What you should do => From the line bearing "pub mod roots;" down to the final line of the records below, give every line again exactly and add nothing.

══════

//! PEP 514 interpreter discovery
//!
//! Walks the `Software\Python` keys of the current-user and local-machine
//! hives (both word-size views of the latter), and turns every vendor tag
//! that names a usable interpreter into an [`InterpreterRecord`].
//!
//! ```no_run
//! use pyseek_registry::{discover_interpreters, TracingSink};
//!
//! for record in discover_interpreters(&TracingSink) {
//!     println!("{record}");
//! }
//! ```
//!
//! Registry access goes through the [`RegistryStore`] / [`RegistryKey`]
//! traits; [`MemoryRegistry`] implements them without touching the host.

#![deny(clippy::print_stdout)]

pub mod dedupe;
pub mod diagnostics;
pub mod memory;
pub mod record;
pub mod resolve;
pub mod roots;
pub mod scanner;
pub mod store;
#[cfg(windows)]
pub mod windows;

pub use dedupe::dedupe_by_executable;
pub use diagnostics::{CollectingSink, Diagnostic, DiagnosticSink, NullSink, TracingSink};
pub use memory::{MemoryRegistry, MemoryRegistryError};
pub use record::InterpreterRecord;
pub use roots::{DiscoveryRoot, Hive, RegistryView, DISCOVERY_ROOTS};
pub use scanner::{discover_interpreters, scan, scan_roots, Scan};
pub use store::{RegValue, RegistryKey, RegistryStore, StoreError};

══════

Result of the exercise =>
pub mod roots;
pub mod scanner;
pub mod store;
#[cfg(windows)]
pub mod windows;

pub use dedupe::dedupe_by_executable;
pub use diagnostics::{CollectingSink, Diagnostic, DiagnosticSink, NullSink, TracingSink};
pub use memory::{MemoryRegistry, MemoryRegistryError};
pub use record::InterpreterRecord;
pub use roots::{DiscoveryRoot, Hive, RegistryView, DISCOVERY_ROOTS};
pub use scanner::{discover_interpreters, scan, scan_roots, Scan};
pub use store::{RegValue, RegistryKey, RegistryStore, StoreError};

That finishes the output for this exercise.